Hugo Correia, que chefiava a Superintendência da PF no Distrito Federal, onde corre um inquérito contra Jair Renan, filho do presidente, foi exonerado em outubro do ano passado.

3) Promessas foram feitas aos policiais, mas não cumpridas

Em meio às investigações por conta da sua responsabilidade no fracasso da gestão da pandemia de covid-19, Jair Bolsonaro prometeu, em dezembro passado, que R$ 1,7 bilhão do orçamento seria direcionado à reestruturação e recomposição das carreiras das forças de segurança da Polícia Federal, Polícia Rodoviária Federal e Polícia Penal Federal.

A promessa, que visava a fazer média com os policiais, levou a outras categorias a pleitearem aumentos. Com o caos instalado, o presidente voltou atrás para evitar um efeito cascata. As associações que representam os policiais reclamaram.

"O não cumprimento do compromisso firmado publicamente pelo presidente da República Jair Bolsonaro é a representação máxima do que esse governo significou para a segurança pública e seus servidores: descaso, desprestígio e desvalorização", disse comunicado assinado pelas associações que representam delegados e peritos em julho deste ano.

Recentemente, os policiais voltaram a chiar quando Bolsonaro vetou o artigo da Lei de Diretrizes Orçamentárias de 2023 que garantiria a reestruturação e recomposição das carreiras. "Traidor" e "mentiroso" foram os termos mais suaves que a coluna ouviu de delegados da PF sobre isso.

O governo também prometeu que policiais federais teriam o mesmo tratamento que os militares na Reforma da Previdência, o que acabou não acontecendo. Pressionado, o governo editou decreto para equalizar parte dos direitos, mas representantes da categoria reclamam que tudo ainda está incerto.

Isso sem contar que este governo não terá dado um reajuste salarial aos servidores por quatro anos, diminuindo o poder de compra dos policiais em meio a um quadro de inflação galopante. Agora, Bolsonaro promete que dará um reajuste... se ganhar a eleição.

4) Bolsonaro pressiona PF para que diga que facada foi um complô

Após cuidadosa investigação, a PF apontou que Adélio Bispo de Oliveira agiu sozinho ao dar uma facada no então candidato Jair Bolsonaro, em setembro de 2018. O presidente criticou várias vezes a instituição por não trazer a identidade de um mandante, nem uma trama política por trás do atentado - o que seria útil para a sua narrativa mentirosa de que a esquerda tentou mata-lo.

Indignado pelos inquéritos apontarem para a ação de um lobo solitário, ele pressionou Valeixo e Moro, cobrando mais investigações sobre seu caso.
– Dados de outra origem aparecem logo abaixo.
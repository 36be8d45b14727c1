// Copyright (c) 2025 Geoffrey Huntley <ghuntley@ghuntley.com>. All rights reserved.
// SPDX-License-Identifier: Proprietary

//! Host request and response shapes.

use serde::de::DeserializeOwned;
use serde::{Deserialize, Serialize};
use serde_json::{Map, Value};

use crate::error::{AuthError, AuthResult};
use crate::types::Auth;

#[derive(Debug, Clone, Copy, PartialEq, Eq, Serialize, Deserialize)]
#[serde(rename_all = "lowercase")]
pub enum Operation {
	Create,
	Read,
	Update,
	Delete,
	List,
}

impl Operation {
	/// Create and Update share handlers; existence decides the semantics.
	pub fn is_write(self) -> bool {
		matches!(self, Operation::Create | Operation::Update)
	}
}

#[derive(Debug, Clone, Default, Serialize, Deserialize)]
pub struct ConnectionInfo {
	pub remote_addr: Option<String>,
}

/// A request routed to a backend, with the mount prefix already stripped.
#[derive(Debug, Clone)]
pub struct Request {
	pub operation: Operation,
	pub path: String,
	pub data: Map<String, Value>,
	pub connection: Option<ConnectionInfo>,
}

impl Request {
	pub fn new(operation: Operation, path: impl Into<String>) -> Self {
		Self {
			operation,
			path: path.into(),
			data: Map::new(),
			connection: None,
		}
	}

	/// Attach request data. Non-object values are ignored.
	pub fn with_data(mut self, data: Value) -> Self {
		if let Value::Object(map) = data {
			self.data = map;
		}
		self
	}

	/// Decode the field bag into a typed input struct.
	pub fn decode<T: DeserializeOwned>(&self) -> AuthResult<T> {
		serde_json::from_value(Value::Object(self.data.clone()))
			.map_err(|e| AuthError::bad_request(format!("invalid request data: {e}")))
	}

	/// Path segments with empty segments removed, except a trailing one.
	///
	/// `role/` yields `["role", ""]` so list-style routes can be matched.
	pub fn segments(&self) -> Vec<&str> {
		let trimmed = self.path.trim_start_matches('/');
		let mut segments: Vec<&str> = trimmed.split('/').collect();
		let trailing_empty = segments.len() > 1 && segments.last() == Some(&"");
		segments.retain(|s| !s.is_empty());
		if trailing_empty {
			segments.push("");
		}
		segments
	}
}

#[derive(Debug, Clone, Default, Serialize, Deserialize, PartialEq)]
pub struct Response {
	#[serde(skip_serializing_if = "Option::is_none")]
	pub data: Option<Map<String, Value>>,
	#[serde(skip_serializing_if = "Option::is_none")]
	pub auth: Option<Auth>,
	#[serde(default, skip_serializing_if = "Vec::is_empty")]
	pub warnings: Vec<String>,
}

impl Response {
	pub fn empty() -> Self {
		Self::default()
	}

	pub fn with_data<T: Serialize>(data: &T) -> AuthResult<Self> {
		match serde_json::to_value(data)? {
			Value::Object(map) => Ok(Self {
				data: Some(map),
				..Self::default()
			}),
			other => Err(AuthError::internal(format!(
				"response data must be an object, got {other}"
			))),
		}
	}

	pub fn with_auth(auth: Auth) -> Self {
		Self {
			auth: Some(auth),
			..Self::default()
		}
	}

	pub fn list(keys: Vec<String>) -> Self {
		let mut map = Map::new();
		map.insert(
			"keys".to_string(),
			Value::Array(keys.into_iter().map(Value::String).collect()),
		);
		Self {
			data: Some(map),
			..Self::default()
		}
	}

	pub fn warning(mut self, warning: impl Into<String>) -> Self {
		self.warnings.push(warning.into());
		self
	}

	pub fn field(&self, name: &str) -> Option<&Value> {
		self.data.as_ref().and_then(|d| d.get(name))
	}
}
Sobre uma reunião sobre isso entre eles, em junho de 2019, disse o porta-voz da Presidência, Otávio Rêgo Barros na época: "o presidente entende que a PF tem total capacidade de, aprofundando as investigações, deliberar o mais rápido possível conclusões efetivas do caso".

Adélio foi considerado inimputável por transtorno mental pela 3ª Vara da Justiça Federal em Juiz de Fora, mas está preso para "tratamento psiquiátrico" por tempo indeterminado. A PF já fez novas investigações, mas nada achou de novo. Bolsonaro continua pressionando a instituição para que diga outra coisa.